Take the material below and reproduce, word for word, only the lines from the line with "from shared stream" through the line with "assert_eq!(bio.read(&mut buf).unwrap(), 0);".
[Opening RECORDS FOR THE EXERCISE section]
use std::io::{Read, Write};
use std::sync::{Arc, Mutex};

use super::BioOps;
use crate::error::{Error, Result};

trait Duplex: Read + Write + Send {}

impl<S: Read + Write + Send> Duplex for S {}

enum Transport {
    Owned(Box<dyn Duplex>),
    Shared(Arc<Mutex<dyn Duplex>>),
    Detached,
}

/// Adapter over an external byte stream.
///
/// An owned stream is flushed and dropped by [`BioOps::close`]; a shared
/// stream stays open and usable by its other owners.
pub struct StreamBio {
    transport: Transport,
}

impl StreamBio {
    pub fn owned<S: Read + Write + Send + 'static>(stream: S) -> Self {
        Self {
            transport: Transport::Owned(Box::new(stream)),
        }
    }

    pub fn shared<S: Read + Write + Send + 'static>(stream: Arc<Mutex<S>>) -> Self {
        Self {
            transport: Transport::Shared(stream),
        }
    }

    pub fn owns_stream(&self) -> bool {
        matches!(self.transport, Transport::Owned(_))
    }

    pub fn is_closed(&self) -> bool {
        matches!(self.transport, Transport::Detached)
    }

    fn with_stream<R>(&mut self, op: impl FnOnce(&mut dyn Duplex) -> std::io::Result<R>) -> Result<R> {
        match &mut self.transport {
            Transport::Owned(stream) => Ok(op(stream.as_mut())?),
            Transport::Shared(stream) => {
                let mut guard = stream
                    .lock()
                    .map_err(|_| Error::state("shared stream lock poisoned"))?;
                Ok(op(&mut *guard)?)
            }
            Transport::Detached => Err(Error::state("stream bio is closed")),
        }
    }
}

impl BioOps for StreamBio {
    fn read(&mut self, buf: &mut [u8]) -> Result<usize> {
        loop {
            match self.with_stream(|stream| stream.read(buf)) {
                Err(Error::Io(e)) if e.kind() == std::io::ErrorKind::Interrupted => continue,
                other => return other,
            }
        }
    }

    fn write(&mut self, buf: &[u8]) -> Result<usize> {
        loop {
            match self.with_stream(|stream| stream.write(buf)) {
                Err(Error::Io(e)) if e.kind() == std::io::ErrorKind::Interrupted => continue,
                other => return other,
            }
        }
    }

    fn flush(&mut self) -> Result<()> {
        self.with_stream(|stream| stream.flush())
    }

    fn close(&mut self) -> Result<()> {
        match std::mem::replace(&mut self.transport, Transport::Detached) {
            Transport::Owned(mut stream) => {
                stream.flush()?;
                tracing::debug!("closed owned stream transport");
            }
            Transport::Shared(_) => tracing::debug!("detached from shared stream transport"),
            Transport::Detached => {}
        }
        Ok(())
    }
}

#[cfg(test)]
mod tests {
    use std::io::Cursor;

    use super::*;

    #[test]
    fn shared_stream_survives_close() {
        let shared = Arc::new(Mutex::new(Cursor::new(Vec::new())));
        let mut bio = StreamBio::shared(Arc::clone(&shared));
        assert!(!bio.owns_stream());
        assert_eq!(bio.write(b"data").unwrap(), 4);
        bio.close().unwrap();
        bio.close().unwrap();
        assert!(bio.is_closed());
        assert!(bio.write(b"more").is_err());
        assert_eq!(shared.lock().unwrap().get_ref().as_slice(), b"data");
    }

    #[test]
    fn owned_stream_reads_to_end() {
        let mut bio = StreamBio::owned(Cursor::new(b"abc".to_vec()));
        let mut buf = [0u8; 8];
        assert_eq!(bio.read(&mut buf).unwrap(), 3);
        assert_eq!(bio.read(&mut buf).unwrap(), 0);
    }
}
[Closing RECORDS FOR THE EXERCISE section]
**RESPONSE BELOW:**
            Transport::Shared(_) => tracing::debug!("detached from shared stream transport"),
            Transport::Detached => {}
        }
        Ok(())
    }
}

#[cfg(test)]
mod tests {
    use std::io::Cursor;

    use super::*;

    #[test]
    fn shared_stream_survives_close() {
        let shared = Arc::new(Mutex::new(Cursor::new(Vec::new())));
        let mut bio = StreamBio::shared(Arc::clone(&shared));
        assert!(!bio.owns_stream());
        assert_eq!(bio.write(b"data").unwrap(), 4);
        bio.close().unwrap();
        bio.close().unwrap();
        assert!(bio.is_closed());
        assert!(bio.write(b"more").is_err());
        assert_eq!(shared.lock().unwrap().get_ref().as_slice(), b"data");
    }

    #[test]
    fn owned_stream_reads_to_end() {
        let mut bio = StreamBio::owned(Cursor::new(b"abc".to_vec()));
        let mut buf = [0u8; 8];
        assert_eq!(bio.read(&mut buf).unwrap(), 3);
        assert_eq!(bio.read(&mut buf).unwrap(), 0);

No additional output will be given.